The highlight of Ana de Armas' role is probably this suit.

Netflix

This being an action flick, the many international stopovers lead to violence. It's all fun and games, obviously, all stylishly shot shootouts and rollicking punch-ups. But then there's a huge showdown in the streets of a European city. High-velocity rounds destroy homes. High-caliber death machines sweep crowded public squares. You might not see it, but regular normal people going about their everyday lives clearly get killed in horrible ways. In the wake of public shootings in the US, Denmark and Norway (and that's just this year) this callous ultraviolence hits different.

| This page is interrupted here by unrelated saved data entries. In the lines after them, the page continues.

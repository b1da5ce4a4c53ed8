//! Notebook-style `display(obj)` for scripts.
//!
//! Values are classified by shape, not by type name: a non-empty array of
//! object maps (records) or a non-empty map of equal-length arrays (columns)
//! is tabular; anything else is generic text.

use rhai::{Array, Dynamic, Engine, Map};
use tracing::warn;

use crate::core::table::Table;
use crate::render::SharedRenderer;

/// How a displayed value is rendered.
#[derive(Debug, Clone, PartialEq, Eq)]
pub enum Displayable {
    Tabular(Table),
    Generic(String),
}

impl Displayable {
    pub fn classify(value: &Dynamic) -> Self {
        if let Some(table) = records_table(value).or_else(|| columns_table(value)) {
            return Displayable::Tabular(table);
        }
        Displayable::Generic(value.to_string())
    }
}

/// `[#{a: 1}, #{a: 2, b: 3}]` -> columns in first-seen key order.
fn records_table(value: &Dynamic) -> Option<Table> {
    let items = value.clone().try_cast::<Array>()?;
    if items.is_empty() {
        return None;
    }
    let records: Vec<Map> = items
        .into_iter()
        .map(|item| item.try_cast::<Map>())
        .collect::<Option<_>>()?;

    let mut columns: Vec<String> = Vec::new();
    for record in &records {
        for key in record.keys() {
            if !columns.iter().any(|c| c == key.as_str()) {
                columns.push(key.to_string());
            }
        }
    }
    let mut table = Table::new(columns);
    for record in &records {
        let row = table
            .columns
            .iter()
            .map(|col| record.get(col.as_str()).map(cell_text).unwrap_or_default())
            .collect();
        table.push_row(row);
    }
    Some(table)
}

/// `#{a: [1, 2], b: [3, 4]}` -> one column per key.
fn columns_table(value: &Dynamic) -> Option<Table> {
    let map = value.clone().try_cast::<Map>()?;
    if map.is_empty() {
        return None;
    }
    let mut columns = Vec::with_capacity(map.len());
    let mut data: Vec<Array> = Vec::with_capacity(map.len());
    for (key, column) in map {
        columns.push(key.to_string());
        data.push(column.try_cast::<Array>()?);
    }
    let len = data[0].len();
    if data.iter().any(|column| column.len() != len) {
        return None;
    }
    let mut table = Table::new(columns);
    for idx in 0..len {
        table.push_row(data.iter().map(|column| cell_text(&column[idx])).collect());
    }
    Some(table)
}

fn cell_text(value: &Dynamic) -> String {
    if value.is_unit() {
        String::new()
    } else {
        value.to_string()
    }
}

/// Render `value` through the renderer, degrading to plain text on failure.
pub fn display_value(renderer: &SharedRenderer, value: &Dynamic) {
    let mut renderer = renderer.borrow_mut();
    let text = match Displayable::classify(value) {
        Displayable::Tabular(table) => match renderer.table(&table) {
            Ok(()) => return,
            Err(err) => {
                warn!(error = %err, "table render failed, falling back to text");
                value.to_string()
            }
        },
        Displayable::Generic(text) => text,
    };
    if let Err(err) = renderer.object(&text) {
        warn!(error = %err, "object render failed");
    }
}

/// Bind `display(obj)` in the engine.
pub fn register(engine: &mut Engine, renderer: SharedRenderer) {
    engine.register_fn("display", move |value: Dynamic| {
        display_value(&renderer, &value);
    });
}

#[cfg(test)]
mod tests {
    use std::cell::RefCell;
    use std::rc::Rc;

    use super::*;
    use crate::test_support::CountingRenderer;

    fn eval(script: &str) -> Dynamic {
        Engine::new().eval::<Dynamic>(script).expect("eval")
    }

    #[test]
    fn records_are_tabular() {
        let value = eval(r#"[#{ward: "icu", age: 63}, #{ward: "general", stay: 4}]"#);
        let Displayable::Tabular(table) = Displayable::classify(&value) else {
            panic!("expected tabular");
        };
        assert_eq!(table.columns.len(), 3);
        assert_eq!(table.rows.len(), 2);
        let stay = table.columns.iter().position(|c| c == "stay").expect("stay");
        assert_eq!(table.rows[0][stay], "");
        assert_eq!(table.rows[1][stay], "4");
    }

    #[test]
    fn equal_length_columns_are_tabular() {
        let value = eval("#{age: [63, 71], stay: [4, 9]}");
        let Displayable::Tabular(table) = Displayable::classify(&value) else {
            panic!("expected tabular");
        };
        assert_eq!(table.columns, vec!["age".to_string(), "stay".to_string()]);
        assert_eq!(table.rows[1], vec!["71".to_string(), "9".to_string()]);
    }

    #[test]
    fn ragged_columns_and_scalars_are_generic() {
        assert!(matches!(
            Displayable::classify(&eval("#{age: [63, 71], stay: [4]}")),
            Displayable::Generic(_)
        ));
        assert!(matches!(
            Displayable::classify(&eval("[1, 2, 3]")),
            Displayable::Generic(_)
        ));
        assert_eq!(
            Displayable::classify(&eval(r#""hello""#)),
            Displayable::Generic("hello".to_string())
        );
        assert!(matches!(
            Displayable::classify(&eval("[]")),
            Displayable::Generic(_)
        ));
    }

    #[test]
    fn failed_table_render_degrades_to_text() {
        let counting = Rc::new(RefCell::new(CountingRenderer {
            fail_tables: true,
            ..CountingRenderer::default()
        }));
        let shared: SharedRenderer = counting.clone();
        display_value(&shared, &eval("[#{a: 1}]"));

        let counting = counting.borrow();
        assert_eq!(counting.tables, 0);
        assert_eq!(counting.objects.len(), 1);
    }

    #[test]
    fn display_is_callable_from_scripts() {
        let counting = Rc::new(RefCell::new(CountingRenderer::default()));
        let mut engine = Engine::new();
        register(&mut engine, counting.clone());
        engine
            .run(r#"display(#{a: [1], b: [2]}); display("note");"#)
            .expect("run");

        let counting = counting.borrow();
        assert_eq!(counting.tables, 1);
        assert_eq!(counting.objects, vec!["note".to_string()]);
    }
}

Maybe, just maybe, that's the point. After this apocalyptic battle, the film doesn't merrily exfil to the next exotic location. Instead, it lingers in a hospital, surrounded by the wounded and dying. Admittedly, this is partly a setup for the next fight. But The Gray Man at least shows a glimmer of thought about the savagery unfolding on screen, about the silver-screen depiction of violence as redemptive and protective, about the pointlessness of it all. It isn't exactly Drive or Only God Forgives, Gosling's 2011 and 2013 arthouse subversions (with director Nicolas Winding Refn) of the car chase and crime genres. But there's definitely a layer of subversive nuance going on here. It's telling that in this film's world of espionage, we never see any terrorists or doomsday weapons. The only threat to ordinary folk like you and me is the internal squabbling of various grubby sociopaths jockeying for power no matter who gets caught in the crossfire.

Ultimately, The Gray Man encourages us to enjoy the hell out of a stylish shoot-'em-up where good-looking people go bang-bang, while still nudging us to remember it's a fantasy. Maybe I'm squinting too hard to suggest this is Netflix's smartest action film, but it's definitely one of the most fun.